While Ashburn and Broad Run area workers comp lawyer Doug Landau files his own letters to institute a claim for a disabled clients, many unrepresented workers file the forms provided by the Virginia Workers Compensation Commission without the assistance of legal counsel.
Although Landau includes more information than the small space on government forms allow, a case decided by the Virginia Court of Appeals finds that filling out the first part of the claim form is sufficient to protect an injured worker’s rights.

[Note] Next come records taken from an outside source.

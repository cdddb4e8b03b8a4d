//! Endpoint for adding an expense.

use axum::{
    Json,
    body::Bytes,
    extract::State,
    http::StatusCode,
    response::{IntoResponse, Response},
};
use serde_json::json;

use crate::{
    Error,
    expense::{ExpenseState, create_expense, parse_new_expense},
};

/// Store the expense described by the JSON request body.
///
/// Responds with 201 and `{"status": "success"}` once the expense is stored.
/// Malformed bodies and database errors both produce a 500 with
/// `{"status": "error", "message": "..."}`.
///
/// The body is read as raw bytes, the content type header is not checked.
pub async fn create_expense_endpoint(State(state): State<ExpenseState>, body: Bytes) -> Response {
    let new_expense = match parse_new_expense(&body) {
        Ok(new_expense) => new_expense,
        Err(error) => return Error::from(error).into_json_response(),
    };

    let connection = match state.db_connection.lock() {
        Ok(connection) => connection,
        Err(error) => {
            tracing::error!("could not acquire database lock: {error}");
            return Error::DatabaseLockError.into_json_response();
        }
    };

    match create_expense(&new_expense, &connection) {
        Ok(id) => {
            tracing::debug!("Created expense {id}");
            (StatusCode::CREATED, Json(json!({"status": "success"}))).into_response()
        }
        Err(error) => error.into_json_response(),
    }
}

#[cfg(test)]
mod create_expense_endpoint_tests {
    use std::sync::{Arc, Mutex};

    use axum::{
        body::Bytes,
        extract::State,
        http::{StatusCode, header::CONTENT_TYPE},
    };
    use rusqlite::Connection;
    use serde_json::Value;

    use crate::{
        category::{CategoryName, create_category},
        db::initialize,
        expense::{ExpenseState, ExpenseView, create_expense_endpoint, get_expenses_with_category},
        test_utils::{get_header, poison_lock, read_body_text},
    };

    fn get_expense_state() -> ExpenseState {
        let connection =
            Connection::open_in_memory().expect("Could not open in-memory SQLite database");
        initialize(&connection).expect("Could not initialize database");
        create_category(CategoryName::new_unchecked("Food"), &connection)
            .expect("Could not create test category");

        ExpenseState {
            db_connection: Arc::new(Mutex::new(connection)),
        }
    }

    async fn read_json(response: axum::response::Response) -> Value {
        serde_json::from_str(&read_body_text(response).await).expect("Body is not JSON")
    }

    #[tokio::test]
    async fn can_create_expense() {
        let state = get_expense_state();
        let body = Bytes::from_static(
            br#"{"amount":12.5,"description":"Coffee","date":"2024-01-01","category_id":1}"#,
        );

        let response = create_expense_endpoint(State(state.clone()), body).await;

        assert_eq!(response.status(), StatusCode::CREATED);
        assert_eq!(
            get_header(&response, CONTENT_TYPE.as_str()),
            "application/json"
        );
        assert_eq!(
            read_json(response).await,
            serde_json::json!({"status": "success"})
        );
        assert_eq!(
            get_expenses_with_category(&state.db_connection.lock().unwrap()),
            Ok(vec![ExpenseView {
                id: 1,
                amount: 12.5,
                description: "Coffee".to_owned(),
                date: "2024-01-01".to_owned(),
                category_name: "Food".to_owned(),
            }])
        );
    }

    #[tokio::test]
    async fn malformed_json_returns_json_error() {
        let state = get_expense_state();

        let response = create_expense_endpoint(State(state), Bytes::from_static(b"not json")).await;

        assert_eq!(response.status(), StatusCode::INTERNAL_SERVER_ERROR);
        assert_eq!(
            get_header(&response, CONTENT_TYPE.as_str()),
            "application/json"
        );
        let body = read_json(response).await;
        assert_eq!(body["status"], "error");
        let message = body["message"].as_str().expect("message should be a string");
        assert!(message.starts_with("invalid request body: malformed JSON"));
    }

    #[tokio::test]
    async fn non_numeric_amount_returns_json_error() {
        let state = get_expense_state();
        let body = Bytes::from_static(
            br#"{"amount":"twelve","description":"Coffee","date":"2024-01-01","category_id":1}"#,
        );

        let response = create_expense_endpoint(State(state.clone()), body).await;

        assert_eq!(response.status(), StatusCode::INTERNAL_SERVER_ERROR);
        let body = read_json(response).await;
        assert_eq!(body["status"], "error");
        assert_eq!(
            body["message"],
            "invalid request body: field \"amount\" must be a number"
        );
        assert_eq!(
            get_expenses_with_category(&state.db_connection.lock().unwrap()),
            Ok(vec![])
        );
    }

    #[tokio::test]
    async fn unknown_category_is_stored() {
        let state = get_expense_state();
        let body = Bytes::from_static(
            br#"{"amount":5,"description":"Mystery","date":"2024-01-01","category_id":42}"#,
        );

        let response = create_expense_endpoint(State(state.clone()), body).await;

        assert_eq!(response.status(), StatusCode::CREATED);
        let count: i64 = state
            .db_connection
            .lock()
            .unwrap()
            .query_row("SELECT COUNT(*) FROM expenses", [], |row| row.get(0))
            .unwrap();
        assert_eq!(count, 1);
    }

    #[tokio::test]
    async fn store_failure_returns_json_error() {
        let state = ExpenseState {
            db_connection: Arc::new(Mutex::new(Connection::open_in_memory().unwrap())),
        };
        let body = Bytes::from_static(
            br#"{"amount":1,"description":"Tea","date":"2024-01-01","category_id":1}"#,
        );

        let response = create_expense_endpoint(State(state), body).await;

        assert_eq!(response.status(), StatusCode::INTERNAL_SERVER_ERROR);
        let body = read_json(response).await;
        assert_eq!(body["status"], "error");
        let message = body["message"].as_str().unwrap();
        assert!(message.contains("no such table"), "unexpected message: {message}");
    }

    #[tokio::test]
    async fn poisoned_lock_returns_json_error() {
        let state = get_expense_state();
        poison_lock(&state.db_connection);
        let body = Bytes::from_static(
            br#"{"amount":1,"description":"Tea","date":"2024-01-01","category_id":1}"#,
        );

        let response = create_expense_endpoint(State(state), body).await;

        assert_eq!(response.status(), StatusCode::INTERNAL_SERVER_ERROR);
        assert_eq!(
            get_header(&response, CONTENT_TYPE.as_str()),
            "application/json"
        );
        let body = read_json(response).await;
        assert_eq!(body["status"], "error");
        assert_eq!(body["message"], "could not acquire the database lock");
    }
}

According to news reports of the case, the claimant, whose hand was crushed by a cinder block in a work-related injury, only completed Part A of his claim for workers’ compensation benefits. He did not explicitly request lifetime medical benefits. However the Virginia Workers Compensation Commission did not err in finding the initial claim sufficient and the Court of Appeals affirmed an order requiring the employer to pay for claimant’s medical benefits after his treating physician recommended hand surgery.
The Supreme Court agreed with the Commission that claimant’s completion and filing of Part A of the Claim for Benefits form constituted a valid claim. Although claimant did not complete Part B of the form identifying any benefits sought, the information in Part A identified the employer, the date of the accident, the location of the accident and the injuries suffered. It also fairly apprised the Commission that a claim was being made on behalf of claimant. Accordingly, claimant’s original Claim for Benefits form contained sufficient information to constitute a claim for purposes of the Virginia Workers Compensation statute.
The high court noted that the Commission is not bound by technical rules of pleading or practice. The court held the record contained sufficient evidence to support the commission’s ruling that claimant’s original Claim for Benefits form constituted a claim under Code Virginia law. The Award of benefits was affirmed.